> **WHAT YOU HAVE TO DO**: Pull out every line below containing the word "serde".

START INPUT FOR THIS TASK

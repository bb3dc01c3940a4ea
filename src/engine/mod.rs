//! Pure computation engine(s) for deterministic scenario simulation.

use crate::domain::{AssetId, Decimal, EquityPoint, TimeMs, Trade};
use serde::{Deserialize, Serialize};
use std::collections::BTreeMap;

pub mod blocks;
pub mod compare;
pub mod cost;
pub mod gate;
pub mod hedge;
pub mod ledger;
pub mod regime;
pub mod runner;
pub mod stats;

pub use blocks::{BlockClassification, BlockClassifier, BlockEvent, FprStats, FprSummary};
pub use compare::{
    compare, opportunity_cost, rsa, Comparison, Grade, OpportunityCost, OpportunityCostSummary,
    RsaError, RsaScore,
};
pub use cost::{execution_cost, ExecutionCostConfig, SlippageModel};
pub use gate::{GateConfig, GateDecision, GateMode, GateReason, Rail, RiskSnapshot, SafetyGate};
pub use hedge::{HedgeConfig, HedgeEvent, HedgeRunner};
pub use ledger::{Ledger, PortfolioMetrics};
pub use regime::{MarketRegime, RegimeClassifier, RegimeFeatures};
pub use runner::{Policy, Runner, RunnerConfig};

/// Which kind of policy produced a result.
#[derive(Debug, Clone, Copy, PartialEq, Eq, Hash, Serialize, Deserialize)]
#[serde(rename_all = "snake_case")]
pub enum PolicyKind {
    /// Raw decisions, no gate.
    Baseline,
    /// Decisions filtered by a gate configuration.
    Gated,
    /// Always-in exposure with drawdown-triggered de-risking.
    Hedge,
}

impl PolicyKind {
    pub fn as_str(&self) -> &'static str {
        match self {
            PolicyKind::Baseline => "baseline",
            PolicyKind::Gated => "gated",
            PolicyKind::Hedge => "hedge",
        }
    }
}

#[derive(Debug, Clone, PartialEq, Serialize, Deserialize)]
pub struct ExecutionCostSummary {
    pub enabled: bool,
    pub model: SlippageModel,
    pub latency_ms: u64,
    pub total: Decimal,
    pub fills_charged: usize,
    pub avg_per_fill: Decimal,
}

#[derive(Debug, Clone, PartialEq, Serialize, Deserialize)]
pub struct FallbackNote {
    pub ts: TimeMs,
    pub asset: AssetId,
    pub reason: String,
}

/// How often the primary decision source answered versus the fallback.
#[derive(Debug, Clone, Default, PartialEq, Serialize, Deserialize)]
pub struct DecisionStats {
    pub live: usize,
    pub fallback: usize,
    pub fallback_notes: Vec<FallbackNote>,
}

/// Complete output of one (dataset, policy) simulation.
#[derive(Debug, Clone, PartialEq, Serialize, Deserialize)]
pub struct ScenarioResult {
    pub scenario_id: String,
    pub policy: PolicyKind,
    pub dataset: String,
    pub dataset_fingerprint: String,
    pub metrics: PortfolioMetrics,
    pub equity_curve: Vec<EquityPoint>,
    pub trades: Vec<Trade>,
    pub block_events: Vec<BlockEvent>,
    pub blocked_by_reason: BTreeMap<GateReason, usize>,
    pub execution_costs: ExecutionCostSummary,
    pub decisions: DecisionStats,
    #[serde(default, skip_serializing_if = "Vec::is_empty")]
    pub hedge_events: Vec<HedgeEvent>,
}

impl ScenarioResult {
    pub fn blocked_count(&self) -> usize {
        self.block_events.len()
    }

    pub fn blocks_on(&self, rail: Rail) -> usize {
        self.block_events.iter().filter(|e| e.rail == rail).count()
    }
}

END INPUT FOR THIS TASK
START INPUT FOR THIS TASK

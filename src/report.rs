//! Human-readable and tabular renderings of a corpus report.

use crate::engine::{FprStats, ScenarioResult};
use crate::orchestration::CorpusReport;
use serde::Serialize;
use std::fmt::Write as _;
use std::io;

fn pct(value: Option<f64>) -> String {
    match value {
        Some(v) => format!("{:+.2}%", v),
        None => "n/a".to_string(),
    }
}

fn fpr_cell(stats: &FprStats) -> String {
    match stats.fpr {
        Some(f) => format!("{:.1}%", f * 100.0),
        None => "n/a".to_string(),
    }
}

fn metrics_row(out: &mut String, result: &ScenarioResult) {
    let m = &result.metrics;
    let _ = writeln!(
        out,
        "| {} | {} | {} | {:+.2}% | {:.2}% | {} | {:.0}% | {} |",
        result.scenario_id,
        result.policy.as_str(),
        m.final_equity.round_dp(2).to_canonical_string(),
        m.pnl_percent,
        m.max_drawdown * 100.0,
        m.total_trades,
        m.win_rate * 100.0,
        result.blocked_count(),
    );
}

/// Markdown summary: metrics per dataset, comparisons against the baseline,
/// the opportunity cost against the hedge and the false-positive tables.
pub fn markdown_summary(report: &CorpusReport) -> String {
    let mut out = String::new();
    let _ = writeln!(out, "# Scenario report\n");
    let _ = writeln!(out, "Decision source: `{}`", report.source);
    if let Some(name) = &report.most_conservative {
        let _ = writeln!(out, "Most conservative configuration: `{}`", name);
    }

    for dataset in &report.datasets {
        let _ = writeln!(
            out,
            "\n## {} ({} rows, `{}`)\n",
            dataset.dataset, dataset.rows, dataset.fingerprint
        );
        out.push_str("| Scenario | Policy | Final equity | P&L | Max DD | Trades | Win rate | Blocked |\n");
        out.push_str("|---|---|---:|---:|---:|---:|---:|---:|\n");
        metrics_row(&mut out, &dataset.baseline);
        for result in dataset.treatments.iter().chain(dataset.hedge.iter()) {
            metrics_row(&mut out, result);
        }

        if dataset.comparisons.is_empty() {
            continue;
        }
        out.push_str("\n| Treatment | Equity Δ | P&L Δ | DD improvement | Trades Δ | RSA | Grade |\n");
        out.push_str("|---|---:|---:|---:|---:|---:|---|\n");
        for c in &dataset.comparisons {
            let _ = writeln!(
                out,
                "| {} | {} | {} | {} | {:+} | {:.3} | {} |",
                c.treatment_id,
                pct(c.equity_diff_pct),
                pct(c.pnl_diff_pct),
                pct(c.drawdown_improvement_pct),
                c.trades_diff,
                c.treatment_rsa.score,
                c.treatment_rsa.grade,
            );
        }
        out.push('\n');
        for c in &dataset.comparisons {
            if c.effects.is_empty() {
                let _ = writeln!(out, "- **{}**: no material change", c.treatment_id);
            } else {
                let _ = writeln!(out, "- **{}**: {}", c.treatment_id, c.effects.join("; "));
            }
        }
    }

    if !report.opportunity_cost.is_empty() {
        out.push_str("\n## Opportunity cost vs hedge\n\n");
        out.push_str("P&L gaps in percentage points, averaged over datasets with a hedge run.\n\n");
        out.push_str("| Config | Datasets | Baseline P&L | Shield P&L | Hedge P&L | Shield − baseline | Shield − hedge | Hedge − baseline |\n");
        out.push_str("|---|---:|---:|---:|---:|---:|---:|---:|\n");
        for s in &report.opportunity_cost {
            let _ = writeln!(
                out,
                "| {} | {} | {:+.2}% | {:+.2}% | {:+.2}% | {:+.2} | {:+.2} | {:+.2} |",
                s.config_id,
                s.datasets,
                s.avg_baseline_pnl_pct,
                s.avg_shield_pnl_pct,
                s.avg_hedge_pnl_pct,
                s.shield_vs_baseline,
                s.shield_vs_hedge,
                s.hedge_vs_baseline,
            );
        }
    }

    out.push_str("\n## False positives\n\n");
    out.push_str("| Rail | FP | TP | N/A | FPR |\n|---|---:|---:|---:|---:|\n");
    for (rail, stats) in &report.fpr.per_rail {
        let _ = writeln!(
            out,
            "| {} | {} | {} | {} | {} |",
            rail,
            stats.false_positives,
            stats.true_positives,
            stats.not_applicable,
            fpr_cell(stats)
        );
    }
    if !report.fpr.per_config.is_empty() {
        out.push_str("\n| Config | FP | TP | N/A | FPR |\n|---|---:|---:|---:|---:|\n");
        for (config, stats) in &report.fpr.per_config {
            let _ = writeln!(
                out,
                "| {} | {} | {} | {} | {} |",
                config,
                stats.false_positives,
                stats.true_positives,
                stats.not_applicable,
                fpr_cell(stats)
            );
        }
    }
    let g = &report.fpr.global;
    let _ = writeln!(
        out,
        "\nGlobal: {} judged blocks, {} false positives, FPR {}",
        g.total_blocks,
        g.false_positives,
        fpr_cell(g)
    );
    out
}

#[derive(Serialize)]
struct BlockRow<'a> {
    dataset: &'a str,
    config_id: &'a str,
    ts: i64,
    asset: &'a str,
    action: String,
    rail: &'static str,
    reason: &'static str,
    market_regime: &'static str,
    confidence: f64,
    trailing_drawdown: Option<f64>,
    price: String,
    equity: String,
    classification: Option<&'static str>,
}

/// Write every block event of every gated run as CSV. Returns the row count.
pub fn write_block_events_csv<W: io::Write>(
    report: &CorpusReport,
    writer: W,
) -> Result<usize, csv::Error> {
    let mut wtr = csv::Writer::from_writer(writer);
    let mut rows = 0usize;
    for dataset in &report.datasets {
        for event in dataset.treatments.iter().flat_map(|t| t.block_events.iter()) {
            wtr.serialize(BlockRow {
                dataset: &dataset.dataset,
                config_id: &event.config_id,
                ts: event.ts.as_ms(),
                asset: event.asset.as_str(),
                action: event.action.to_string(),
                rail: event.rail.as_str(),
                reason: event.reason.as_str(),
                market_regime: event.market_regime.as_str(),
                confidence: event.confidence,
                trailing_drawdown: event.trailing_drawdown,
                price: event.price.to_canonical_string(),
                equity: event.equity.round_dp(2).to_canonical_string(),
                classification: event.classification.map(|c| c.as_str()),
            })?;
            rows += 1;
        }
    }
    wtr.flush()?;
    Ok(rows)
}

END INPUT FOR THIS TASK

> **SOLUTION FOR THIS TASK**:
use serde::{Deserialize, Serialize};
#[serde(rename_all = "snake_case")]
    #[serde(default, skip_serializing_if = "Vec::is_empty")]
use serde::Serialize;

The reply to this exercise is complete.